[Work instruction]: The whole listing is to be restated, character for character.

[Data records]:
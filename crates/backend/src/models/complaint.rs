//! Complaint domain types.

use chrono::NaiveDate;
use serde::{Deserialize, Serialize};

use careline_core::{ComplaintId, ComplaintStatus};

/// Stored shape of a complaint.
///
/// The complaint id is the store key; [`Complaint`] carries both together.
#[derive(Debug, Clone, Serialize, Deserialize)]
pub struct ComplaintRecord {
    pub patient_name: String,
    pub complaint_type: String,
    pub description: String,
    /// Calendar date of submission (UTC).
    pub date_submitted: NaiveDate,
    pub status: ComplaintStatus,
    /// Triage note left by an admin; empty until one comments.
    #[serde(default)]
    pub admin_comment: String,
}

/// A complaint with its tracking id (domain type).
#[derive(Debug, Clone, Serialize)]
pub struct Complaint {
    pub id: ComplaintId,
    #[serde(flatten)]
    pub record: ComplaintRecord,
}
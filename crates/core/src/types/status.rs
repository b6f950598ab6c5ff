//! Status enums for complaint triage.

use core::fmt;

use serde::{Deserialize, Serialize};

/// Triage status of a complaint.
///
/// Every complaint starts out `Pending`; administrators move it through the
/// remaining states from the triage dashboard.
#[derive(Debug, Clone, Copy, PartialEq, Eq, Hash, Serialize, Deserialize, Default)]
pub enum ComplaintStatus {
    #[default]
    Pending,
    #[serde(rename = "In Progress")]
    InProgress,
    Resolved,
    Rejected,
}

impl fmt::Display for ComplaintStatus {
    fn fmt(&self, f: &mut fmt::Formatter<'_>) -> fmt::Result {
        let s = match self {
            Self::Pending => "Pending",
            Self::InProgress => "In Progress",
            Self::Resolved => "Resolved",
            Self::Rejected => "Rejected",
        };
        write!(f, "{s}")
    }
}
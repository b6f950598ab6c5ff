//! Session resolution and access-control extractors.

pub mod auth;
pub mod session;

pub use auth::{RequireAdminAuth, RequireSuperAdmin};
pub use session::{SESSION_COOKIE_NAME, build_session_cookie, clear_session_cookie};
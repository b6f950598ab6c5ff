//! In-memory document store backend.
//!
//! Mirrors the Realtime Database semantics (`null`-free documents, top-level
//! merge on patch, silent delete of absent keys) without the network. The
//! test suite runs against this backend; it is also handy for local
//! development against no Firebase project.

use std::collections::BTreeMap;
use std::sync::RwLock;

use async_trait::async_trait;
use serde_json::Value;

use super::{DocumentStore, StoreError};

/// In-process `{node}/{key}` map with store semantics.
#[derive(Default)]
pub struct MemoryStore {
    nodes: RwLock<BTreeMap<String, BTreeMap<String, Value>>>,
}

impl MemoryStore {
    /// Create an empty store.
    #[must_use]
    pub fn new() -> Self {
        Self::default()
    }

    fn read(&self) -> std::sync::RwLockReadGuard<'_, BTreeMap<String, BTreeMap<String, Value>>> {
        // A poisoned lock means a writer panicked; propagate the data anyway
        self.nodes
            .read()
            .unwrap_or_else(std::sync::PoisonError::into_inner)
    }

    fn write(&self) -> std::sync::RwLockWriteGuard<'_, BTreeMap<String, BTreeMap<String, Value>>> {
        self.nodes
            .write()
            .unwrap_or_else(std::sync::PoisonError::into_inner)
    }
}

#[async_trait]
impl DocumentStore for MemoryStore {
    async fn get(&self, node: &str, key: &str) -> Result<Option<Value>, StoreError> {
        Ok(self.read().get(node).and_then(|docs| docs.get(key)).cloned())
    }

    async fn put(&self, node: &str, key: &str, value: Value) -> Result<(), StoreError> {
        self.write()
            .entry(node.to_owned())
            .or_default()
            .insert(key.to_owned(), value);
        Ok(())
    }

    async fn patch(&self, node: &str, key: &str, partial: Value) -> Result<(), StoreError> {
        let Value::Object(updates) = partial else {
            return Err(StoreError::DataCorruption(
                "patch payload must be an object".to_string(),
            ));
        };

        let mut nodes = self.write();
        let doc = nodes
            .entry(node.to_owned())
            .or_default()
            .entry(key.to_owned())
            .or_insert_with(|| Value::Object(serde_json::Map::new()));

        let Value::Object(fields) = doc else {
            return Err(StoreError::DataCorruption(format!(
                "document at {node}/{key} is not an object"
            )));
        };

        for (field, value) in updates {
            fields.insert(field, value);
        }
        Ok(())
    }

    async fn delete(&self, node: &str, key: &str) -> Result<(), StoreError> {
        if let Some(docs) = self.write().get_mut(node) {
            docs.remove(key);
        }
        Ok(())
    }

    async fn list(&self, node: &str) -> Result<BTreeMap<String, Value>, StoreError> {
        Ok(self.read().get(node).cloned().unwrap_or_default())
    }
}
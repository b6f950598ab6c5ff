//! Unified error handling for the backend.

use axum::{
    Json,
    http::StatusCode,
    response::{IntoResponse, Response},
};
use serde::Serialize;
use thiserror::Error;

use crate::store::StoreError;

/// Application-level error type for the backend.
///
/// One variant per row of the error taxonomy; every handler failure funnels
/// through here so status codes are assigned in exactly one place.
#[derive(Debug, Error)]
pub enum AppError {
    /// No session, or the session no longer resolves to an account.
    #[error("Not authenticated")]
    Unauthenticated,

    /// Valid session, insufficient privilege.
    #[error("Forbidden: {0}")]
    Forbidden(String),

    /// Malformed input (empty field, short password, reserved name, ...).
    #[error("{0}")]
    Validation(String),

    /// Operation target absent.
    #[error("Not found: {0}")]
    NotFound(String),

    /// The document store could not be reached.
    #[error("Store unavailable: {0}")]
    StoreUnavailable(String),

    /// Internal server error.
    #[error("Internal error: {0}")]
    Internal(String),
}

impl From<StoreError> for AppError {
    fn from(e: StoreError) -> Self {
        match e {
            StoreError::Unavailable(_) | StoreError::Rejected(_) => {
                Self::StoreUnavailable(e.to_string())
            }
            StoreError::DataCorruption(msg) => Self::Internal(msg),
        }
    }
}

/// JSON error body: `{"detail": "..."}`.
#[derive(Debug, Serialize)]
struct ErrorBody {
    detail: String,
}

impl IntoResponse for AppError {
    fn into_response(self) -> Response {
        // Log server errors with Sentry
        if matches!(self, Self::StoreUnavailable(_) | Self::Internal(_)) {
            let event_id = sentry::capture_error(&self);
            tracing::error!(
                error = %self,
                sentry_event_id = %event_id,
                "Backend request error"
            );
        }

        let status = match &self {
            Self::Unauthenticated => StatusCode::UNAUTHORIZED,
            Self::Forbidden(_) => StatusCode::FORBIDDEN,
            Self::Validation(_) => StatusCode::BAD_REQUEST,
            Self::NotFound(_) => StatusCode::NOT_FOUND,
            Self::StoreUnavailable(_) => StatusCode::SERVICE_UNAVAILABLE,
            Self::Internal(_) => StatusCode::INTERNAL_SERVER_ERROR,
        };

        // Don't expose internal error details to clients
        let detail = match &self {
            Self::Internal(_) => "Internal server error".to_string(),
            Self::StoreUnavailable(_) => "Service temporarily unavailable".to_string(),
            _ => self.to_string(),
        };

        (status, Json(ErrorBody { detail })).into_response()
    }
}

[Answer to the problem]:
filename crates/backend/src/models/complaint.rs
//! Complaint domain types.

use chrono::NaiveDate;
use serde::{Deserialize, Serialize};

use careline_core::{ComplaintId, ComplaintStatus};

/// Stored shape of a complaint.
///
/// The complaint id is the store key; [`Complaint`] carries both together.
#[derive(Debug, Clone, Serialize, Deserialize)]
pub struct ComplaintRecord {
    pub patient_name: String,
    pub complaint_type: String,
    pub description: String,
    /// Calendar date of submission (UTC).
    pub date_submitted: NaiveDate,
    pub status: ComplaintStatus,
    /// Triage note left by an admin; empty until one comments.
    #[serde(default)]
    pub admin_comment: String,
}

/// A complaint with its tracking id (domain type).
#[derive(Debug, Clone, Serialize)]
pub struct Complaint {
    pub id: ComplaintId,
    #[serde(flatten)]
    pub record: ComplaintRecord,
}
filename crates/core/src/types/status.rs
repository b6f950598ab6c5ff
//! Status enums for complaint triage.

use core::fmt;

use serde::{Deserialize, Serialize};

/// Triage status of a complaint.
///
/// Every complaint starts out `Pending`; administrators move it through the
/// remaining states from the triage dashboard.
#[derive(Debug, Clone, Copy, PartialEq, Eq, Hash, Serialize, Deserialize, Default)]
pub enum ComplaintStatus {
    #[default]
    Pending,
    #[serde(rename = "In Progress")]
    InProgress,
    Resolved,
    Rejected,
}

impl fmt::Display for ComplaintStatus {
    fn fmt(&self, f: &mut fmt::Formatter<'_>) -> fmt::Result {
        let s = match self {
            Self::Pending => "Pending",
            Self::InProgress => "In Progress",
            Self::Resolved => "Resolved",
            Self::Rejected => "Rejected",
        };
        write!(f, "{s}")
    }
}
repository b6f950598ab6c5ff
//! Session resolution and access-control extractors.

pub mod auth;
pub mod session;

pub use auth::{RequireAdminAuth, RequireSuperAdmin};
pub use session::{SESSION_COOKIE_NAME, build_session_cookie, clear_session_cookie};
repository b6f950598ab6c5ff
//! In-memory document store backend.
//!
//! Mirrors the Realtime Database semantics (`null`-free documents, top-level
//! merge on patch, silent delete of absent keys) without the network. The
//! test suite runs against this backend; it is also handy for local
//! development against no Firebase project.

use std::collections::BTreeMap;
use std::sync::RwLock;

use async_trait::async_trait;
use serde_json::Value;

use super::{DocumentStore, StoreError};

/// In-process `{node}/{key}` map with store semantics.
#[derive(Default)]
pub struct MemoryStore {
    nodes: RwLock<BTreeMap<String, BTreeMap<String, Value>>>,
}

impl MemoryStore {
    /// Create an empty store.
    #[must_use]
    pub fn new() -> Self {
        Self::default()
    }

    fn read(&self) -> std::sync::RwLockReadGuard<'_, BTreeMap<String, BTreeMap<String, Value>>> {
        // A poisoned lock means a writer panicked; propagate the data anyway
        self.nodes
            .read()
            .unwrap_or_else(std::sync::PoisonError::into_inner)
    }

    fn write(&self) -> std::sync::RwLockWriteGuard<'_, BTreeMap<String, BTreeMap<String, Value>>> {
        self.nodes
            .write()
            .unwrap_or_else(std::sync::PoisonError::into_inner)
    }
}

#[async_trait]
impl DocumentStore for MemoryStore {
    async fn get(&self, node: &str, key: &str) -> Result<Option<Value>, StoreError> {
        Ok(self.read().get(node).and_then(|docs| docs.get(key)).cloned())
    }

    async fn put(&self, node: &str, key: &str, value: Value) -> Result<(), StoreError> {
        self.write()
            .entry(node.to_owned())
            .or_default()
            .insert(key.to_owned(), value);
        Ok(())
    }

    async fn patch(&self, node: &str, key: &str, partial: Value) -> Result<(), StoreError> {
        let Value::Object(updates) = partial else {
            return Err(StoreError::DataCorruption(
                "patch payload must be an object".to_string(),
            ));
        };

        let mut nodes = self.write();
        let doc = nodes
            .entry(node.to_owned())
            .or_default()
            .entry(key.to_owned())
            .or_insert_with(|| Value::Object(serde_json::Map::new()));

        let Value::Object(fields) = doc else {
            return Err(StoreError::DataCorruption(format!(
                "document at {node}/{key} is not an object"
            )));
        };

        for (field, value) in updates {
            fields.insert(field, value);
        }
        Ok(())
    }

    async fn delete(&self, node: &str, key: &str) -> Result<(), StoreError> {
        if let Some(docs) = self.write().get_mut(node) {
            docs.remove(key);
        }
        Ok(())
    }

    async fn list(&self, node: &str) -> Result<BTreeMap<String, Value>, StoreError> {
        Ok(self.read().get(node).cloned().unwrap_or_default())
    }
}
repository b6f950598ab6c5ff
//! Unified error handling for the backend.

use axum::{
    Json,
    http::StatusCode,
    response::{IntoResponse, Response},
};
use serde::Serialize;
use thiserror::Error;

use crate::store::StoreError;

/// Application-level error type for the backend.
///
/// One variant per row of the error taxonomy; every handler failure funnels
/// through here so status codes are assigned in exactly one place.
#[derive(Debug, Error)]
pub enum AppError {
    /// No session, or the session no longer resolves to an account.
    #[error("Not authenticated")]
    Unauthenticated,

    /// Valid session, insufficient privilege.
    #[error("Forbidden: {0}")]
    Forbidden(String),

    /// Malformed input (empty field, short password, reserved name, ...).
    #[error("{0}")]
    Validation(String),

    /// Operation target absent.
    #[error("Not found: {0}")]
    NotFound(String),

    /// The document store could not be reached.
    #[error("Store unavailable: {0}")]
    StoreUnavailable(String),

    /// Internal server error.
    #[error("Internal error: {0}")]
    Internal(String),
}

impl From<StoreError> for AppError {
    fn from(e: StoreError) -> Self {
        match e {
            StoreError::Unavailable(_) | StoreError::Rejected(_) => {
                Self::StoreUnavailable(e.to_string())
            }
            StoreError::DataCorruption(msg) => Self::Internal(msg),
        }
    }
}

/// JSON error body: `{"detail": "..."}`.
#[derive(Debug, Serialize)]
struct ErrorBody {
    detail: String,
}

impl IntoResponse for AppError {
    fn into_response(self) -> Response {
        // Log server errors with Sentry
        if matches!(self, Self::StoreUnavailable(_) | Self::Internal(_)) {
            let event_id = sentry::capture_error(&self);
            tracing::error!(
                error = %self,
                sentry_event_id = %event_id,
                "Backend request error"
            );
        }

        let status = match &self {
            Self::Unauthenticated => StatusCode::UNAUTHORIZED,
            Self::Forbidden(_) => StatusCode::FORBIDDEN,
            Self::Validation(_) => StatusCode::BAD_REQUEST,
            Self::NotFound(_) => StatusCode::NOT_FOUND,
            Self::StoreUnavailable(_) => StatusCode::SERVICE_UNAVAILABLE,
            Self::Internal(_) => StatusCode::INTERNAL_SERVER_ERROR,
        };

        // Don't expose internal error details to clients
        let detail = match &self {
            Self::Internal(_) => "Internal server error".to_string(),
            Self::StoreUnavailable(_) => "Service temporarily unavailable".to_string(),
            _ => self.to_string(),
        };

        (status, Json(ErrorBody { detail })).into_response()
    }
}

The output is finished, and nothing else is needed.